St Ives’ jousters come from across the world to compete — this year’s competition featured knights hailing from The Netherlands, the United Kingdom, Canada, France and Norway, as well as Australia’s three defending knights. The St Ives Faire program leaves spaces for fans of the joust to collect autographs from their favourites.

For a 500-year-old sport, competitive jousting is growing fast. In a world that becomes gripped by Game of Thrones fever for two months of every year, perhaps it’s not so surprising — I overheard more than one jouster being compared to the Knight of Flowers by enthusiastic fans. Despite the sweltering heat of the 35 degree spring weekend, this year’s event seemed larger and more packed with people than I’ve ever seen it.

While most of the events in the main arena played to a packed-out crowd, there’s no denying the joust is the premiere event. Of everything that takes place across the weekend, it’s performed with the most ceremony, and utmost care to historical detail.

First, St Ives’ resident royalty and nobility file in to take the prime seats in the stands, before the herald begins to introduce each knight with an eloquent recounting of their prior achievements, listing their colours in the archaic language of heraldry (red is gules, black is sable, and so on).

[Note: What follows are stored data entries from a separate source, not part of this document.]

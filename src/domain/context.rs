//! Operation Context
//!
//! Metadata about the current operation, carried into logs and audit records.

use serde::{Deserialize, Serialize};
use std::net::IpAddr;
use uuid::Uuid;

/// Context for an operation, used for auditing and tracing.
#[derive(Debug, Clone, Serialize, Deserialize)]
pub struct OperationContext {
    /// Correlation ID for request tracing
    pub correlation_id: Uuid,

    /// User ID from X-Request-User-Id header
    #[serde(skip_serializing_if = "Option::is_none")]
    pub request_user_id: Option<Uuid>,

    /// Client IP address
    #[serde(skip_serializing_if = "Option::is_none")]
    pub client_ip: Option<IpAddr>,
}

impl OperationContext {
    /// Create a context with a fresh correlation id
    pub fn new() -> Self {
        Self {
            correlation_id: Uuid::new_v4(),
            request_user_id: None,
            client_ip: None,
        }
    }

    /// Internal operations (background jobs) run under the nil user
    pub fn system() -> Self {
        Self::new().with_request_user(Uuid::nil())
    }

    pub fn with_correlation_id(mut self, correlation_id: Uuid) -> Self {
        self.correlation_id = correlation_id;
        self
    }

    pub fn with_request_user(mut self, user_id: Uuid) -> Self {
        self.request_user_id = Some(user_id);
        self
    }

    pub fn with_client_ip(mut self, ip: IpAddr) -> Self {
        self.client_ip = Some(ip);
        self
    }
}

impl Default for OperationContext {
    fn default() -> Self {
        Self::new()
    }
}
//! Database module
//!
//! Connection pool and schema checks. The schema itself lives in
//! `migrations/` as raw SQL.

use sqlx::postgres::PgPoolOptions;
use sqlx::PgPool;

/// Tables the Postgres store reads and writes
const REQUIRED_TABLES: [&str; 5] = [
    "accounts",
    "transfers",
    "money_requests",
    "ledger_transactions",
    "audit_logs",
];

pub async fn create_pool(database_url: &str, max_connections: u32) -> Result<PgPool, sqlx::Error> {
    PgPoolOptions::new()
        .max_connections(max_connections)
        .connect(database_url)
        .await
}

/// Simple connectivity check
pub async fn verify_connection(pool: &PgPool) -> Result<(), sqlx::Error> {
    sqlx::query("SELECT 1").execute(pool).await?;
    Ok(())
}

/// Check if required tables exist
pub async fn check_schema(pool: &PgPool) -> Result<bool, sqlx::Error> {
    for table in REQUIRED_TABLES {
        let exists: bool = sqlx::query_scalar(
            r#"
            SELECT EXISTS (
                SELECT 1 FROM information_schema.tables
                WHERE table_schema = 'public' AND table_name = $1
            )
            "#,
        )
        .bind(table)
        .fetch_one(pool)
        .await?;

        if !exists {
            tracing::error!("Required table '{}' does not exist. Apply migrations/0001_ledger.sql.", table);
            return Ok(false);
        }
    }

    Ok(true)
}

Each knight even has a personal motto — from “all resistance is futile” to “my hope is in God” and even “don’t panic”.

Even for those who aren’t completely history-obsessed, the joust offers pure spectacle. Despite the herald’s voice booming over a very modern speaker system, the television cameras set up around the arena and the drone capturing all the action from above, watching the knights thunder down the lists in clouds of dust really does feel like inhabiting a pocket of history.

The Faire is rather strict on this aspect, basing its joust off 15th Century protocol. The Knight Marshal wears traditional livery in his role of scoring the joust from the field, and each knight is required to have two attendants attired in suitable medieval garb. Even the non-reenactors working around the arena wear parti-coloured tunics above their steel-capped work boots.

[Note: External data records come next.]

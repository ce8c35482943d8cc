//! Amount type
//!
//! Domain primitives for monetary values. Every amount is a fixed-point
//! `Decimal`; floating binary never touches a balance.

use rust_decimal::{Decimal, RoundingStrategy};
use serde::{Deserialize, Serialize};
use std::fmt;
use std::str::FromStr;

/// Maximum allowed amount (1 trillion in any currency)
const MAX_AMOUNT: Decimal = Decimal::from_parts(3_567_587_328, 232, 0, false, 0);

/// Largest stored balance: the range of a `NUMERIC(20, 2)` column
pub const MAX_BALANCE: Decimal = Decimal::from_parts(1_661_992_959, 1_808_227_885, 5, false, 2);

/// Minor-unit precision used for every stored monetary value
pub const MONEY_SCALE: u32 = 2;

/// Round a monetary value half-up to two decimal places.
///
/// Money handled here is never negative once rounded, so "away from zero"
/// is the same as round-half-up.
pub fn round_money(value: Decimal) -> Decimal {
    value.round_dp_with_strategy(MONEY_SCALE, RoundingStrategy::MidpointAwayFromZero)
}

/// Amount represents a validated, strictly positive monetary value.
///
/// # Invariants
/// - Value is always positive (> 0)
/// - At most 2 decimal places
/// - Maximum value is 1 trillion
///
/// # Example
/// ```
/// use rust_decimal::Decimal;
/// use remit_ledger::domain::Amount;
///
/// let amount = Amount::new(Decimal::new(10050, 2)).unwrap();
/// assert_eq!(amount.value(), Decimal::new(10050, 2));
/// ```
#[derive(Debug, Clone, Copy, PartialEq, Eq, PartialOrd, Ord, Hash, Serialize, Deserialize)]
#[serde(try_from = "String", into = "String")]
pub struct Amount(Decimal);

/// Errors that can occur when creating an Amount
#[derive(Debug, Clone, PartialEq, Eq, thiserror::Error)]
pub enum AmountError {
    #[error("amount must be positive (got {0})")]
    NotPositive(Decimal),

    #[error("amount has too many decimal places (max {MONEY_SCALE}, got {0})")]
    TooManyDecimals(u32),

    #[error("amount exceeds maximum allowed value ({MAX_AMOUNT})")]
    Overflow,

    #[error("balance would exceed maximum allowed value ({MAX_BALANCE})")]
    BalanceOverflow,

    #[error("invalid amount format: {0}")]
    ParseError(String),
}

impl Amount {
    /// Create a new Amount with validation.
    ///
    /// Trailing zeros beyond the second decimal place are accepted
    /// (`"10.500"`), significant digits are not (`"10.505"`).
    pub fn new(value: Decimal) -> Result<Self, AmountError> {
        if value <= Decimal::ZERO {
            return Err(AmountError::NotPositive(value));
        }

        let normalized = value.normalize();
        if normalized.scale() > MONEY_SCALE {
            return Err(AmountError::TooManyDecimals(normalized.scale()));
        }

        if value > MAX_AMOUNT {
            return Err(AmountError::Overflow);
        }

        let mut value = normalized;
        value.rescale(MONEY_SCALE);
        Ok(Self(value))
    }

    /// Create an Amount from whole currency units.
    pub fn from_integer(value: i64) -> Result<Self, AmountError> {
        Self::new(Decimal::from(value))
    }

    /// Get the underlying Decimal value.
    pub fn value(&self) -> Decimal {
        self.0
    }

    /// The amount as a signed debit delta.
    pub fn as_debit(&self) -> Decimal {
        -self.0
    }

    /// The amount as a signed credit delta.
    pub fn as_credit(&self) -> Decimal {
        self.0
    }
}

impl fmt::Display for Amount {
    fn fmt(&self, f: &mut fmt::Formatter<'_>) -> fmt::Result {
        write!(f, "{:.2}", self.0)
    }
}

impl FromStr for Amount {
    type Err = AmountError;

    fn from_str(s: &str) -> Result<Self, Self::Err> {
        let decimal =
            Decimal::from_str(s.trim()).map_err(|e| AmountError::ParseError(e.to_string()))?;
        Amount::new(decimal)
    }
}

impl TryFrom<String> for Amount {
    type Error = AmountError;

    fn try_from(value: String) -> Result<Self, Self::Error> {
        Amount::from_str(&value)
    }
}

impl From<Amount> for String {
    fn from(amount: Amount) -> Self {
        amount.to_string()
    }
}

/// Balance represents an account balance. Unlike Amount, it can be zero.
#[derive(Debug, Clone, Copy, PartialEq, Eq, PartialOrd, Ord, Serialize, Deserialize)]
pub struct Balance(Decimal);

impl Balance {
    /// Create a new balance (zero or positive)
    pub fn new(value: Decimal) -> Result<Self, AmountError> {
        if value < Decimal::ZERO {
            return Err(AmountError::NotPositive(value));
        }
        if value > MAX_BALANCE {
            return Err(AmountError::BalanceOverflow);
        }
        Ok(Self(value))
    }

    pub fn zero() -> Self {
        Self(Decimal::ZERO)
    }

    pub fn value(&self) -> Decimal {
        self.0
    }

    /// Check if balance covers a debit of `amount`
    pub fn is_sufficient_for(&self, amount: &Amount) -> bool {
        self.0 >= amount.value()
    }

    /// Apply a signed delta, refusing to go below zero.
    pub fn apply_delta(&self, delta: Decimal) -> Result<Balance, AmountError> {
        Balance::new(self.0 + delta)
    }
}

impl fmt::Display for Balance {
    fn fmt(&self, f: &mut fmt::Formatter<'_>) -> fmt::Result {
        write!(f, "{:.2}", self.0)
    }
}

impl Default for Balance {
    fn default() -> Self {
        Self::zero()
    }
}

#[cfg(test)]
mod tests {
    use super::*;
    use rust_decimal_macros::dec;

    #[test]
    fn test_amount_positive() {
        let amount = Amount::new(dec!(100)).unwrap();
        assert_eq!(amount.value(), dec!(100.00));
        assert_eq!(amount.to_string(), "100.00");
    }

    #[test]
    fn test_amount_zero_and_negative_rejected() {
        assert!(matches!(Amount::new(Decimal::ZERO), Err(AmountError::NotPositive(_))));
        assert!(matches!(Amount::new(dec!(-5)), Err(AmountError::NotPositive(_))));
    }

    #[test]
    fn test_amount_too_many_decimals() {
        assert!(matches!(
            Amount::new(dec!(10.005)),
            Err(AmountError::TooManyDecimals(3))
        ));
        // Trailing zeros are not significant
        assert_eq!(Amount::new(dec!(10.500)).unwrap().value(), dec!(10.50));
    }

    #[test]
    fn test_amount_overflow() {
        assert!(Amount::new(dec!(1000000000000)).is_ok());
        assert!(matches!(
            Amount::new(dec!(1000000000000.01)),
            Err(AmountError::Overflow)
        ));
    }

    #[test]
    fn test_amount_from_str() {
        let amount: Amount = " 123.4 ".parse().unwrap();
        assert_eq!(amount.value(), dec!(123.40));
        assert!(matches!("abc".parse::<Amount>(), Err(AmountError::ParseError(_))));
    }

    #[test]
    fn test_amount_serde_as_string() {
        let amount: Amount = serde_json::from_str(r#""42.10""#).unwrap();
        assert_eq!(amount.value(), dec!(42.10));
        assert_eq!(serde_json::to_string(&amount).unwrap(), r#""42.10""#);
        assert!(serde_json::from_str::<Amount>(r#""-1""#).is_err());
    }

    #[test]
    fn test_round_money_half_up() {
        assert_eq!(round_money(dec!(82.875)), dec!(82.88));
        assert_eq!(round_money(dec!(82.8749)), dec!(82.87));
        assert_eq!(round_money(dec!(0.005)), dec!(0.01));
    }

    #[test]
    fn test_balance_apply_delta() {
        let balance = Balance::new(dec!(50)).unwrap();
        assert_eq!(balance.apply_delta(dec!(25)).unwrap().value(), dec!(75));
        assert_eq!(balance.apply_delta(dec!(-50)).unwrap().value(), dec!(0));
        assert!(balance.apply_delta(dec!(-50.01)).is_err());
    }

    #[test]
    fn test_balance_not_capped_at_amount_limit() {
        let balance = Balance::new(dec!(900000000000)).unwrap();
        let balance = balance.apply_delta(dec!(900000000000)).unwrap();
        assert_eq!(balance.value(), dec!(1800000000000));

        assert_eq!(MAX_BALANCE, dec!(999999999999999999.99));
        let full = Balance::new(MAX_BALANCE).unwrap();
        assert_eq!(full.apply_delta(dec!(0.01)), Err(AmountError::BalanceOverflow));
    }

    #[test]
    fn test_balance_insufficient() {
        let balance = Balance::new(dec!(30)).unwrap();
        let amount = Amount::new(dec!(50)).unwrap();
        assert!(!balance.is_sufficient_for(&amount));
    }
}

“Knights wear historically accurate armour that weighs around 40kg and charge at opponents astride a horse at a combined speed of 40 km per hour, all this looking through a 5mm slit in a helmet,” said the tournament’s organiser Andrew McKinnon, a jouster himself.

“This type of jousting is the closest thing you can get to the way knights jousted in medieval times.”

But it’s not all dry history. Just like a real-life fantasy story, the eventual winner was also the crowd favourite — Australia’s local hero Sir Phillip Leitch, who had to come back from a distinct disadvantage to win the tournament’s ultimate prize, the Sword of Valour.

Riding a stunning black Friesian stallion named Valiant (who has his own Facebook fanpage), Phillip was more than happy to show off for the excited crowd, prancing, galloping and rearing for the pair’s many fans.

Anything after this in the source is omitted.